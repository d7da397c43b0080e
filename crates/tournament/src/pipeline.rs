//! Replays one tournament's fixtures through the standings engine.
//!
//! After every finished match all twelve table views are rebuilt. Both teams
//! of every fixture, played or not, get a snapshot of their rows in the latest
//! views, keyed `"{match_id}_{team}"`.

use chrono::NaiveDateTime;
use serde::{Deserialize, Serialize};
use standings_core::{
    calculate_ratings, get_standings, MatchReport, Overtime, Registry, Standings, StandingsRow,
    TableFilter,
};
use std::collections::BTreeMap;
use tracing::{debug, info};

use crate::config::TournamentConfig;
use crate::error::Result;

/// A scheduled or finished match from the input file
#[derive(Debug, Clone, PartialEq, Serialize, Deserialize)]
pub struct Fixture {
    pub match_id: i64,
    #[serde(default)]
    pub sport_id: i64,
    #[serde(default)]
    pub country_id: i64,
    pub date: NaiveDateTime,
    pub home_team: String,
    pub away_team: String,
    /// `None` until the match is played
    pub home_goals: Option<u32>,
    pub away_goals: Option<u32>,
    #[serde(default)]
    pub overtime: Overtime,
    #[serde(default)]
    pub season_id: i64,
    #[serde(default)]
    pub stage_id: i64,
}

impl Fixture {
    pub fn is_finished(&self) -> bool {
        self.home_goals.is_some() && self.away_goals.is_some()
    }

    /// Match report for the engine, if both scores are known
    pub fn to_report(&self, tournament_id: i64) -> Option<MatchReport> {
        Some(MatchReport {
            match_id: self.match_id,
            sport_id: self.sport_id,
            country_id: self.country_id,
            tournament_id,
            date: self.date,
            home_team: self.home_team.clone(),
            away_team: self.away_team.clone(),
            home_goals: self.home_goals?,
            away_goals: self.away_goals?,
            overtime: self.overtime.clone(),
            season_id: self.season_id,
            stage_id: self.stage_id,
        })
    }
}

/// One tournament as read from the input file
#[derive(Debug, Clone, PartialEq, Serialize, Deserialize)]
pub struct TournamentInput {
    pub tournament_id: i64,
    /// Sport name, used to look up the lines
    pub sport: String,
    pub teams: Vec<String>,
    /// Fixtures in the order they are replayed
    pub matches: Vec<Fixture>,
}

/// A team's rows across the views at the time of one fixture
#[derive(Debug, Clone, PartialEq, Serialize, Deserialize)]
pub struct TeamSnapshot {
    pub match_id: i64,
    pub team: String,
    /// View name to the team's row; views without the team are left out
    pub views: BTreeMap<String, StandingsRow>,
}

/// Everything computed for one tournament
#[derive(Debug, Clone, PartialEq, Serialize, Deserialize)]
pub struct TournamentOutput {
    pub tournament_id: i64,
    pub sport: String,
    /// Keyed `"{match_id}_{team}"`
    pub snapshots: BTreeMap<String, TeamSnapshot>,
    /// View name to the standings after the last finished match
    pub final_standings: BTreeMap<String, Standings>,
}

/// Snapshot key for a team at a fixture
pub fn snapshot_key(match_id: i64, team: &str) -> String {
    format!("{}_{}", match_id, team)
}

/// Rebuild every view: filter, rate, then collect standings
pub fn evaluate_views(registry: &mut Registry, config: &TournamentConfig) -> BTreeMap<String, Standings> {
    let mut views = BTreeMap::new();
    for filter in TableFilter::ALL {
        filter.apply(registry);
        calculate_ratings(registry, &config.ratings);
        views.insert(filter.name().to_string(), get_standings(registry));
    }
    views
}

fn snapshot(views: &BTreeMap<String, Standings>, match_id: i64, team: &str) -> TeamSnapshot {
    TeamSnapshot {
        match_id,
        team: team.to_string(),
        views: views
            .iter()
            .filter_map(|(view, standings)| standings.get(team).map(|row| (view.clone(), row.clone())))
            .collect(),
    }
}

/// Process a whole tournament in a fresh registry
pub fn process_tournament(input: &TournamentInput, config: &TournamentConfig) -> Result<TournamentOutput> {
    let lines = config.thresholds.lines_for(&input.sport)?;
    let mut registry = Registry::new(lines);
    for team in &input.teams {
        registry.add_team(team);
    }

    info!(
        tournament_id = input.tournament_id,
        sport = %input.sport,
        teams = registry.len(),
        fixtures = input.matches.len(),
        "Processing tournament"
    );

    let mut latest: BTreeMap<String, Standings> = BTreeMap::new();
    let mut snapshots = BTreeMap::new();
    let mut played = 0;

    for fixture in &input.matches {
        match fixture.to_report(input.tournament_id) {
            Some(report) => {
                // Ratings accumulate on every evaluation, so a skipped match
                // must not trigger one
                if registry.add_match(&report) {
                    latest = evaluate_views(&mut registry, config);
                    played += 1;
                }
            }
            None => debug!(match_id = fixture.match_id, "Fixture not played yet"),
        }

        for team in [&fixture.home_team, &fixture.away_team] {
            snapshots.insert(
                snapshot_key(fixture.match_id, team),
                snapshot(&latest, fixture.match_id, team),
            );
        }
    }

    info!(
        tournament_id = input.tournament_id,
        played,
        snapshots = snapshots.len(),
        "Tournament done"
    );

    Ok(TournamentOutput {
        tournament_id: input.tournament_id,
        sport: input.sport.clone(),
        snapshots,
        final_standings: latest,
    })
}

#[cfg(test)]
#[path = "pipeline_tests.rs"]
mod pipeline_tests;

——————

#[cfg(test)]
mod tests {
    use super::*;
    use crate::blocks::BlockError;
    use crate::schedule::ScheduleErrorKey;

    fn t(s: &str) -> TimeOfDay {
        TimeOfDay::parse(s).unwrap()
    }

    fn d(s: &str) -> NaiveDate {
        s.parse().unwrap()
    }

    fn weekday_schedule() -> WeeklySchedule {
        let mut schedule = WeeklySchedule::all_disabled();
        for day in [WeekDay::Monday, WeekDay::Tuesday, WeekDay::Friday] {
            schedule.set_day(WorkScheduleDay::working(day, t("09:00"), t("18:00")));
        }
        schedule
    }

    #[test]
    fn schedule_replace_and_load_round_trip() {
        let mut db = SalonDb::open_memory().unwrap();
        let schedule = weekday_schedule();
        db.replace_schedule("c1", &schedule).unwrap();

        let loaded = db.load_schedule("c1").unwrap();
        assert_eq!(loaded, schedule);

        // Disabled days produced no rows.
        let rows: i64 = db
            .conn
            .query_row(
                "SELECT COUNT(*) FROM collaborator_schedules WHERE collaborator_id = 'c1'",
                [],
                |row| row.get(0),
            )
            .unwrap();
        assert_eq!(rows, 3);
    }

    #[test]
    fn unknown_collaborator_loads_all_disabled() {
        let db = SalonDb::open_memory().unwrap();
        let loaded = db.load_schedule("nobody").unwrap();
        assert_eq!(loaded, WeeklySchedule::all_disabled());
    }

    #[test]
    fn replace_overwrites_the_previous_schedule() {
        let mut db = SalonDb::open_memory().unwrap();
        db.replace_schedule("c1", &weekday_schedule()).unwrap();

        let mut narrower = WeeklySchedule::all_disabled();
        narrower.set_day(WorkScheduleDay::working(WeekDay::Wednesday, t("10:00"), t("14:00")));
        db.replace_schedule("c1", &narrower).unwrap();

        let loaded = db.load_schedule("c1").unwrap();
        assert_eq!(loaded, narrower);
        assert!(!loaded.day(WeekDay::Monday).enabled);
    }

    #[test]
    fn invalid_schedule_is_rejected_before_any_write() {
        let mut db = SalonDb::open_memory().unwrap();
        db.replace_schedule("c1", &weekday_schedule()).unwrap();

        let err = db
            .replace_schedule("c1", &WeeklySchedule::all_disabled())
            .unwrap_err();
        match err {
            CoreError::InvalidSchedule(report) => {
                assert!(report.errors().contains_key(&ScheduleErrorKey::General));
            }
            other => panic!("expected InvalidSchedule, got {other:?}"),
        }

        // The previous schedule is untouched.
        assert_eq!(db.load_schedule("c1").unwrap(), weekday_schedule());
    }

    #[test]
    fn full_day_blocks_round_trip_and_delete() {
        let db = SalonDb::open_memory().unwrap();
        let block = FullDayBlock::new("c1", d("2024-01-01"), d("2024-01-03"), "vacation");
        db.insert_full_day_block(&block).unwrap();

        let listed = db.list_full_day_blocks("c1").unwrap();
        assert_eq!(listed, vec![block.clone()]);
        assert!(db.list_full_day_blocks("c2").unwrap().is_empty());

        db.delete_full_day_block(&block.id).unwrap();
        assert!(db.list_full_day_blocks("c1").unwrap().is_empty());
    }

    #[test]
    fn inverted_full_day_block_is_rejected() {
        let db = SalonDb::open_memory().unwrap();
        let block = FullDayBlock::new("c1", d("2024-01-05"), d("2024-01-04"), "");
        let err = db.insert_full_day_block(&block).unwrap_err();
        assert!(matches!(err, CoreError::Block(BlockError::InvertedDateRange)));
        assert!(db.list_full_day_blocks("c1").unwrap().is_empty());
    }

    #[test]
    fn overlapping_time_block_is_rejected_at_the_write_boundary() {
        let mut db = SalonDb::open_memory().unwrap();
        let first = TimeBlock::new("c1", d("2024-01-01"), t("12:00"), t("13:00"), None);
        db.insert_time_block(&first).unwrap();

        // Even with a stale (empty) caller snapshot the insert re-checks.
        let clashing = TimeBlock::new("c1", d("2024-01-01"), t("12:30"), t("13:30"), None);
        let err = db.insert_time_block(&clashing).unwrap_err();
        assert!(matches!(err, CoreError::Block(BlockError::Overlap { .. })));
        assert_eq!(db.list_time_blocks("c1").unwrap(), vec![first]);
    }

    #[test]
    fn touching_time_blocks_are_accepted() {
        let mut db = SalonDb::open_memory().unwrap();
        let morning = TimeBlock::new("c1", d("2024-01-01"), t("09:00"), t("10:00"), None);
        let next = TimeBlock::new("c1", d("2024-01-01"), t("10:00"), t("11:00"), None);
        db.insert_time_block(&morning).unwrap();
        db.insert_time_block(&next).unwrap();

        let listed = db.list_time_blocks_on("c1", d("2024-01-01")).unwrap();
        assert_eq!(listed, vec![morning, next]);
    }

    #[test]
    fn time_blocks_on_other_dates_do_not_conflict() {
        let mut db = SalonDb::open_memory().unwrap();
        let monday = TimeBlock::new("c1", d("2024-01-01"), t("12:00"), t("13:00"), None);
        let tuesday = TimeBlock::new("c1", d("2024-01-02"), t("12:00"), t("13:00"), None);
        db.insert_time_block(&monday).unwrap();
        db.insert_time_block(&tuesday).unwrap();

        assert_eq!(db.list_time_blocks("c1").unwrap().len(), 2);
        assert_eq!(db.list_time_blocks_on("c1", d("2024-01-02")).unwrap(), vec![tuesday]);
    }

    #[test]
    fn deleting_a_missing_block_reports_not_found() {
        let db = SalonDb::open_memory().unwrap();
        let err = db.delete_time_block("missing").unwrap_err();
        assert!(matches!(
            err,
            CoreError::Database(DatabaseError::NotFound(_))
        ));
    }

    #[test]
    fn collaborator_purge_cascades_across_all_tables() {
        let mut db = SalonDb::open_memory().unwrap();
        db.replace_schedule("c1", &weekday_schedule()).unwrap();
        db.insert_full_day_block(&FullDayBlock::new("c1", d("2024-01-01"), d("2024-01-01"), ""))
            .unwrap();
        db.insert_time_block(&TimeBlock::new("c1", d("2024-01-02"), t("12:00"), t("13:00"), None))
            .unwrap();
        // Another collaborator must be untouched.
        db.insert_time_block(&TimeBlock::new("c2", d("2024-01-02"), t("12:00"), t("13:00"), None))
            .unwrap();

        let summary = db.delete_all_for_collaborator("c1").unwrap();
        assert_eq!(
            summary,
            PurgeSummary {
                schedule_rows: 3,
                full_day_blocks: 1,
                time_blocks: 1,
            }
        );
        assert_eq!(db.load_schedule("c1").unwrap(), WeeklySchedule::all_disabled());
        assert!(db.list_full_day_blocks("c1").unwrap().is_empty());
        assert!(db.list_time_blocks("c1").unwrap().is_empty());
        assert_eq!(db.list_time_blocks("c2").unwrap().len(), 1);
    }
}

——————

**Task to carry out**
Give only the lines from the one holding "repository d7da397c43b0080e" through the one holding "use chrono::NaiveDateTime;", each restated exactly as it appears above.

**Task response**
repository d7da397c43b0080e
filename crates/tournament/src/pipeline.rs
//! Replays one tournament's fixtures through the standings engine.
//!
//! After every finished match all twelve table views are rebuilt. Both teams
//! of every fixture, played or not, get a snapshot of their rows in the latest
//! views, keyed `"{match_id}_{team}"`.

use chrono::NaiveDateTime;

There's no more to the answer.